Breivik is escorted by prison guards as he enters the court room in Skien prison in Skien, Norway, March 15.
Breivik is charging Norwegian authorities of violating his human rights by holding him in isolation for almost five years.
As Anders Behring Breivik entered the gym turned courtroom in Skien prison, the jail in southern Norway that has held him since August 2013, a smile crossed his lips.
He looked around to see who was in the gym: two dozen journalists and some prison officials.
And then he looked in the direction of the journalists and raised his right arm in a Nazi salute. One of his two lawyers already had her back to the man who murdered 77 Norwegians on July 22, 2011.

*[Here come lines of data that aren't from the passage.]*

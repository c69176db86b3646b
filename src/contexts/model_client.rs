//! The level 2 model collaborator.
//!
//! The pipeline only ever sees the [`ModelClient`] trait: one prompt in,
//! raw response text out. [`GeminiClient`] is the production
//! implementation over the Gemini `generateContent` REST endpoint, with an
//! optional on-disk response cache in front of the network call.

use crate::contexts::FileCache;
use crate::data::Cache;
use crate::settings::Settings;
use serde_json::json;
use sha2::{Digest, Sha256};
use std::fmt;
use std::future::Future;

/// Errors from a single model call.
#[derive(Debug)]
pub enum ModelError {
    MissingApiKey,
    Request(String),
    BadStatus(u16, String),
    EmptyResponse,
}

impl fmt::Display for ModelError {
    fn fmt(&self, f: &mut fmt::Formatter) -> fmt::Result {
        match self {
            ModelError::MissingApiKey => {
                write!(f, "no API key configured (set GEMINI_API_KEY or relay.yml)")
            }
            ModelError::Request(details) => write!(f, "model request failed: {}", details),
            ModelError::BadStatus(status, body) => {
                write!(f, "model endpoint returned HTTP {}: {}", status, body)
            }
            ModelError::EmptyResponse => {
                write!(f, "model response contained no candidate text")
            }
        }
    }
}

impl std::error::Error for ModelError {}

/// A collaborator that turns one prompt into raw response text.
///
/// Every call is wrapped in its own failure boundary by the dispatcher;
/// implementations just surface their own errors.
pub trait ModelClient: Send + Sync {
    fn generate(&self, prompt: &str)
    -> impl Future<Output = Result<String, ModelError>> + Send;
}

/// Client for the Gemini `generateContent` REST API.
pub struct GeminiClient {
    http: reqwest::Client,
    api_url: String,
    api_key: String,
    model: String,
    cache: Option<FileCache>,
}

impl GeminiClient {
    /// Builds a client from settings. Fails early when no API key is
    /// configured so the batch never starts doomed.
    pub fn from_settings(settings: &Settings, cache: Option<FileCache>) -> Result<Self, ModelError> {
        let api_key = settings
            .api_key
            .clone()
            .filter(|key| !key.is_empty())
            .ok_or(ModelError::MissingApiKey)?;
        Ok(Self {
            http: reqwest::Client::new(),
            api_url: settings.api_url.trim_end_matches('/').to_string(),
            api_key,
            model: settings.model.clone(),
            cache,
        })
    }

    fn endpoint(&self) -> String {
        format!(
            "{}/v1beta/models/{}:generateContent",
            self.api_url, self.model
        )
    }

    /// Cache key: hash of model name + prompt, so a model switch is a
    /// cache miss.
    fn cache_key(&self, prompt: &str) -> String {
        let mut hasher = Sha256::new();
        hasher.update(self.model.as_bytes());
        hasher.update(b":");
        hasher.update(prompt.as_bytes());
        hex::encode(hasher.finalize())
    }
}

impl ModelClient for GeminiClient {
    fn generate(
        &self,
        prompt: &str,
    ) -> impl Future<Output = Result<String, ModelError>> + Send {
        async move {
            let key = self.cache_key(prompt);
            if let Some(cache) = &self.cache {
                if let Some(hit) = cache.get(&key) {
                    return Ok(hit);
                }
            }

            let body = json!({
                "contents": [ { "parts": [ { "text": prompt } ] } ]
            });
            let url = format!("{}?key={}", self.endpoint(), self.api_key);
            let response = self
                .http
                .post(&url)
                .json(&body)
                .send()
                .await
                .map_err(|e| ModelError::Request(e.to_string()))?;

            let status = response.status();
            if !status.is_success() {
                let text = response.text().await.unwrap_or_default();
                return Err(ModelError::BadStatus(status.as_u16(), error_message(&text)));
            }

            let value: serde_json::Value = response
                .json()
                .await
                .map_err(|e| ModelError::Request(e.to_string()))?;
            let text = extract_candidate_text(&value).ok_or(ModelError::EmptyResponse)?;

            if let Some(cache) = &self.cache {
                cache.set(&key, &text);
            }
            Ok(text)
        }
    }
}

/// Pulls the generated text out of a `generateContent` response:
/// `candidates[0].content.parts[*].text`, concatenated. A flat `text`
/// field (the proxy response shape) is accepted as a fallback.
fn extract_candidate_text(value: &serde_json::Value) -> Option<String> {
    if let Some(parts) = value["candidates"][0]["content"]["parts"].as_array() {
        let text: String = parts
            .iter()
            .filter_map(|part| part["text"].as_str())
            .collect();
        if !text.is_empty() {
            return Some(text);
        }
    }
    value["text"].as_str().map(|s| s.to_string())
}

/// Error bodies are JSON with an `error.message` field when they come from
/// the API; anything else is passed through as-is.
fn error_message(body: &str) -> String {
    serde_json::from_str::<serde_json::Value>(body)
        .ok()
        .and_then(|value| value["error"]["message"].as_str().map(|s| s.to_string()))
        .unwrap_or_else(|| body.to_string())
}

#[cfg(test)]
mod tests {
    use super::*;

    #[test]
    fn extracts_candidate_parts_concatenated() {
        let value = json!({
            "candidates": [ {
                "content": { "parts": [ { "text": "hello " }, { "text": "world" } ] }
            } ]
        });
        assert_eq!(extract_candidate_text(&value), Some("hello world".to_string()));
    }

    #[test]
    fn falls_back_to_flat_text_field() {
        let value = json!({ "text": "proxy response" });
        assert_eq!(extract_candidate_text(&value), Some("proxy response".to_string()));
    }

    #[test]
    fn empty_response_yields_none() {
        assert_eq!(extract_candidate_text(&json!({})), None);
        assert_eq!(
            extract_candidate_text(&json!({ "candidates": [] })),
            None
        );
    }

    #[test]
    fn error_message_prefers_api_shape() {
        let body = r#"{"error":{"message":"quota exceeded"}}"#;
        assert_eq!(error_message(body), "quota exceeded");
        assert_eq!(error_message("plain failure"), "plain failure");
    }

    #[test]
    fn missing_api_key_is_rejected_up_front() {
        let settings = Settings {
            api_key: None,
            ..Settings::default()
        };
        assert!(matches!(
            GeminiClient::from_settings(&settings, None),
            Err(ModelError::MissingApiKey)
        ));
    }

    #[test]
    fn cache_key_depends_on_model_and_prompt() {
        let settings = Settings {
            api_key: Some("k".to_string()),
            ..Settings::default()
        };
        let client = GeminiClient::from_settings(&settings, None).unwrap();
        assert_eq!(client.cache_key("a"), client.cache_key("a"));
        assert_ne!(client.cache_key("a"), client.cache_key("b"));
    }
}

The second turned away as soon as he saw Breivik’s arm go up.
Breivik’s gaze was focused not on the people in the courtroom last month; he was looking at the cameras.

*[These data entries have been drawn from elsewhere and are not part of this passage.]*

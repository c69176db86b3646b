//! The in-memory project model: a flat map of uploaded file paths to
//! contents, and the derived directory tree.
//!
//! The map is the single source of truth. The tree is rebuilt from it on
//! every change and never mutated directly. Text files hold their content
//! verbatim; binary and image files hold a base64 data URL so the whole
//! project round-trips through plain strings.

use anyhow::{Context, Result};
use base64::Engine;
use base64::engine::general_purpose::STANDARD as BASE64;
use std::collections::HashMap;
use std::fs;
use std::path::{Path, PathBuf};

/// Content and mime type of a single uploaded file.
#[derive(Debug, Clone, PartialEq, Eq)]
pub struct FileData {
    pub content: String,
    pub mime_type: String,
}

/// The flat project state, keyed by `/`-separated POSIX-style path. Keys
/// usually start with the project's own directory name, mirroring a
/// browser folder upload.
pub type ProjectFiles = HashMap<String, FileData>;

#[derive(Debug, Clone, Copy, PartialEq, Eq)]
pub enum NodeType {
    File,
    Directory,
}

/// A node of the derived tree. `path` is the `/`-joined sequence of
/// ancestor names and doubles as the node's identifier. Directory nodes
/// have children and never content; file nodes have empty children.
#[derive(Debug, Clone, PartialEq, Eq)]
pub struct FileTreeNode {
    pub name: String,
    pub path: String,
    pub node_type: NodeType,
    pub children: Vec<FileTreeNode>,
    pub content: Option<String>,
    pub mime_type: Option<String>,
}

/// Builds the directory forest from the flat map.
///
/// Paths are processed in lexicographic order, so the result is
/// deterministic regardless of map iteration order. A directory created
/// for one path is reused by every later path sharing the prefix.
pub fn build_file_tree(files: &ProjectFiles) -> Vec<FileTreeNode> {
    let mut entries: Vec<(&str, &FileData)> =
        files.iter().map(|(k, v)| (k.as_str(), v)).collect();
    entries.sort_by_key(|(path, _)| *path);

    let mut roots = Vec::new();
    for (path, data) in entries {
        let segments: Vec<&str> = path.split('/').collect();
        insert_path(&mut roots, "", &segments, data);
    }
    roots
}

fn insert_path(nodes: &mut Vec<FileTreeNode>, parent_path: &str, segments: &[&str], data: &FileData) {
    let Some((name, rest)) = segments.split_first() else {
        return;
    };
    let path = if parent_path.is_empty() {
        (*name).to_string()
    } else {
        format!("{}/{}", parent_path, name)
    };

    if rest.is_empty() {
        nodes.push(FileTreeNode {
            name: (*name).to_string(),
            path,
            node_type: NodeType::File,
            children: Vec::new(),
            content: Some(data.content.clone()),
            mime_type: Some(data.mime_type.clone()),
        });
        return;
    }

    let idx = match nodes
        .iter()
        .position(|n| n.node_type == NodeType::Directory && n.name == *name)
    {
        Some(idx) => idx,
        None => {
            nodes.push(FileTreeNode {
                name: (*name).to_string(),
                path: path.clone(),
                node_type: NodeType::Directory,
                children: Vec::new(),
                content: None,
                mime_type: None,
            });
            nodes.len() - 1
        }
    };
    insert_path(&mut nodes[idx].children, &path, rest, data);
}

/// Reads a directory into the flat map. Keys are rooted at the
/// directory's own name, so the loaded set has a single top-level segment
/// exactly like a browser folder upload.
pub fn load_project_dir(dir: &Path) -> Result<ProjectFiles> {
    let root_name = project_root_name(dir)?;
    let mut files = ProjectFiles::new();
    visit_dir(dir, &root_name, &mut files)?;
    Ok(files)
}

/// The project's top-level segment, taken from the directory name.
pub fn project_root_name(dir: &Path) -> Result<String> {
    dir.file_name()
        .and_then(|name| name.to_str())
        .map(|name| name.to_string())
        .with_context(|| format!("Project directory has no usable name: {}", dir.display()))
}

fn visit_dir(dir: &Path, prefix: &str, files: &mut ProjectFiles) -> Result<()> {
    let entries = fs::read_dir(dir)
        .with_context(|| format!("Failed to read directory: {}", dir.display()))?;
    let mut entries: Vec<_> = entries
        .collect::<std::io::Result<Vec<_>>>()
        .with_context(|| format!("Failed to read directory entry in {}", dir.display()))?;
    entries.sort_by_key(|entry| entry.file_name());

    for entry in entries {
        let path = entry.path();
        let name = entry.file_name().to_string_lossy().to_string();
        let key = format!("{}/{}", prefix, name);
        if path.is_dir() {
            visit_dir(&path, &key, files)?;
        } else {
            files.insert(key, read_file_data(&path)?);
        }
    }
    Ok(())
}

/// Reads one file. Images and non-UTF-8 binaries become base64 data URLs;
/// everything else is kept as text.
pub fn read_file_data(path: &Path) -> Result<FileData> {
    let mime_type = mime_guess::from_path(path)
        .first_or_octet_stream()
        .essence_str()
        .to_string();
    let bytes =
        fs::read(path).with_context(|| format!("Failed to read file: {}", path.display()))?;

    if mime_type.starts_with("image/") {
        let content = to_data_url(&mime_type, &bytes);
        return Ok(FileData { content, mime_type });
    }
    match String::from_utf8(bytes) {
        Ok(content) => Ok(FileData { content, mime_type }),
        Err(err) => {
            let content = to_data_url(&mime_type, err.as_bytes());
            Ok(FileData { content, mime_type })
        }
    }
}

fn to_data_url(mime_type: &str, bytes: &[u8]) -> String {
    format!("data:{};base64,{}", mime_type, BASE64.encode(bytes))
}

fn decode_data_url(content: &str) -> Option<Vec<u8>> {
    let rest = content.strip_prefix("data:")?;
    let (_, payload) = rest.split_once(";base64,")?;
    BASE64.decode(payload).ok()
}

/// Writes the map under `dir`, stripping the leading `root` segment from
/// keys that carry it, then removes the `removed` paths (files deleted by
/// the batch) from disk. Suspicious keys that would escape `dir` are
/// skipped with a warning rather than written.
pub fn write_project_dir(
    files: &ProjectFiles,
    dir: &Path,
    root: &str,
    removed: &[String],
) -> Result<()> {
    let mut keys: Vec<&String> = files.keys().collect();
    keys.sort();

    for key in keys {
        let Some(target) = dest_path(dir, root, key) else {
            eprintln!("warning: refusing to write suspicious path: {}", key);
            continue;
        };
        if let Some(parent) = target.parent() {
            fs::create_dir_all(parent)
                .with_context(|| format!("Failed to create directory: {}", parent.display()))?;
        }
        let data = &files[key];
        let result = match decode_data_url(&data.content) {
            Some(bytes) => fs::write(&target, bytes),
            None => fs::write(&target, &data.content),
        };
        result.with_context(|| format!("Failed to write file: {}", target.display()))?;
    }

    for key in removed {
        let Some(target) = dest_path(dir, root, key) else {
            continue;
        };
        match fs::remove_file(&target) {
            Ok(()) => {}
            Err(err) if err.kind() == std::io::ErrorKind::NotFound => {}
            Err(err) => {
                return Err(err)
                    .with_context(|| format!("Failed to remove file: {}", target.display()));
            }
        }
    }
    Ok(())
}

fn dest_path(dir: &Path, root: &str, key: &str) -> Option<PathBuf> {
    let rel = key
        .strip_prefix(root)
        .and_then(|rest| rest.strip_prefix('/'))
        .unwrap_or(key);
    if rel.is_empty() || rel.split('/').any(|seg| seg.is_empty() || seg == "..") {
        return None;
    }
    Some(dir.join(rel))
}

Instantly, pictures and live footage of his Nazi salute were transmitted to news agencies around the world and shared online.

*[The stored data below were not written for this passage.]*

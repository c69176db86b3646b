//! Accumulates the results of one modification batch.
//!
//! `BatchState` owns a working copy of the file map seeded from the
//! pre-batch snapshot. In-flight operations apply their results to the
//! copy; the live map is replaced wholesale only after the whole batch has
//! settled, so no reader ever observes a half-merged project. Application
//! of individual instructions is last-writer-wins and is not rolled back
//! on later failures.

use crate::project::{FileData, ProjectFiles};
use crate::protocol::{ModificationInstruction, Operation};
use std::sync::{Mutex, MutexGuard};

const FALLBACK_MIME: &str = "text/plain";

/// Working state of a single batch: the mutable file-map copy, an error
/// flag, the applied-instruction counter, and human-readable notes.
#[derive(Debug, Clone, Default)]
pub struct BatchState {
    files: ProjectFiles,
    had_errors: bool,
    applied: usize,
    notes: Vec<String>,
}

impl BatchState {
    /// Seeds the working copy from the pre-batch snapshot.
    pub fn new(snapshot: ProjectFiles) -> Self {
        Self {
            files: snapshot,
            ..Default::default()
        }
    }

    /// Applies one completed instruction.
    ///
    /// `parsed` is the level 2 content, or `None` when the call for this
    /// file failed. DELETE removes the path unconditionally; an empty
    /// string from a non-CREATE operation also removes it (an update that
    /// empties a file is treated as deletion); `None` for a non-DELETE
    /// operation leaves the entry untouched and marks the batch as having
    /// had errors. Re-applying the same result is idempotent.
    pub fn apply(&mut self, instruction: &ModificationInstruction, parsed: Option<String>) {
        if instruction.operation == Operation::Delete {
            self.files.remove(&instruction.file_path);
            self.applied += 1;
            self.notes.push(format!("deleted {}", instruction.file_path));
            return;
        }

        let Some(content) = parsed else {
            self.had_errors = true;
            self.notes.push(format!(
                "no usable content returned for {}; file left untouched",
                instruction.file_path
            ));
            return;
        };

        if content.is_empty() && instruction.operation != Operation::Create {
            self.files.remove(&instruction.file_path);
            self.applied += 1;
            self.notes.push(format!(
                "deleted {} (update produced empty content)",
                instruction.file_path
            ));
            return;
        }

        let mime_type = if instruction.operation == Operation::Create {
            FALLBACK_MIME.to_string()
        } else {
            self.files
                .get(&instruction.file_path)
                .map(|data| data.mime_type.clone())
                .unwrap_or_else(|| FALLBACK_MIME.to_string())
        };
        let verb = match instruction.operation {
            Operation::Create => "created",
            _ => "updated",
        };
        self.files
            .insert(instruction.file_path.clone(), FileData { content, mime_type });
        self.applied += 1;
        self.notes.push(format!("{} {}", verb, instruction.file_path));
    }

    /// Records a per-file failure that produced no content at all.
    pub fn flag_error(&mut self, note: impl Into<String>) {
        self.had_errors = true;
        self.notes.push(note.into());
    }

    pub fn files(&self) -> &ProjectFiles {
        &self.files
    }

    pub fn had_errors(&self) -> bool {
        self.had_errors
    }

    pub fn applied(&self) -> usize {
        self.applied
    }

    pub fn notes(&self) -> &[String] {
        &self.notes
    }
}

/// Locks the shared batch state, recovering from poisoning.
///
/// A worker that panicked mid-batch must not discard the progress the
/// other workers already merged; the partially updated copy is still the
/// value to publish.
pub fn lock_state(state: &Mutex<BatchState>) -> MutexGuard<'_, BatchState> {
    match state.lock() {
        Ok(guard) => guard,
        Err(poisoned) => poisoned.into_inner(),
    }
}

#[cfg(test)]
mod tests {
    use super::*;

    fn snapshot() -> ProjectFiles {
        let mut files = ProjectFiles::new();
        files.insert(
            "proj/a.ts".to_string(),
            FileData {
                content: "alpha".to_string(),
                mime_type: "text/x-typescript".to_string(),
            },
        );
        files
    }

    fn instruction(path: &str, operation: Operation) -> ModificationInstruction {
        ModificationInstruction {
            file_path: path.to_string(),
            operation,
            description: String::new(),
            modification_details: String::new(),
            original_content: None,
        }
    }

    #[test]
    fn update_overwrites_and_inherits_mime_type() {
        let mut state = BatchState::new(snapshot());
        state.apply(
            &instruction("proj/a.ts", Operation::Update),
            Some("beta".to_string()),
        );
        let data = &state.files()["proj/a.ts"];
        assert_eq!(data.content, "beta");
        assert_eq!(data.mime_type, "text/x-typescript");
        assert_eq!(state.applied(), 1);
        assert!(!state.had_errors());
    }

    #[test]
    fn create_uses_plain_text_mime_type() {
        let mut state = BatchState::new(snapshot());
        state.apply(
            &instruction("proj/new.ts", Operation::Create),
            Some("fresh".to_string()),
        );
        assert_eq!(state.files()["proj/new.ts"].mime_type, "text/plain");
    }

    #[test]
    fn create_is_idempotent() {
        let mut state = BatchState::new(snapshot());
        let create = instruction("proj/new.ts", Operation::Create);
        state.apply(&create, Some("fresh".to_string()));
        let after_once = state.files().clone();
        state.apply(&create, Some("fresh".to_string()));
        assert_eq!(state.files(), &after_once);
    }

    #[test]
    fn delete_removes_the_path_even_without_content() {
        let mut state = BatchState::new(snapshot());
        state.apply(&instruction("proj/a.ts", Operation::Delete), None);
        assert!(!state.files().contains_key("proj/a.ts"));
        assert!(!state.had_errors());
    }

    #[test]
    fn empty_update_content_deletes_the_file() {
        let mut state = BatchState::new(snapshot());
        state.apply(
            &instruction("proj/a.ts", Operation::Update),
            Some(String::new()),
        );
        assert!(!state.files().contains_key("proj/a.ts"));
    }

    #[test]
    fn empty_create_content_still_creates() {
        let mut state = BatchState::new(snapshot());
        state.apply(
            &instruction("proj/empty.ts", Operation::Create),
            Some(String::new()),
        );
        assert_eq!(state.files()["proj/empty.ts"].content, "");
    }

    #[test]
    fn missing_content_flags_errors_and_leaves_entry() {
        let mut state = BatchState::new(snapshot());
        state.apply(&instruction("proj/a.ts", Operation::Update), None);
        assert_eq!(state.files()["proj/a.ts"].content, "alpha");
        assert!(state.had_errors());
        assert_eq!(state.applied(), 0);
    }
}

Like his media-savvy brethren in the Islamic State militant group (ISIS), the 37-year-old Norwegian extremist, who wants to establish a party called the Nordic State, has long known that he needs to shock to get the world’s attention.
“I was wondering how many people I needed to kill to be read,” he said after he had committed his acts of violence in 2011.
He had calculated that he had to kill a dozen people to be noticed.
He ended up killing many more; 33 of his victims were under 18.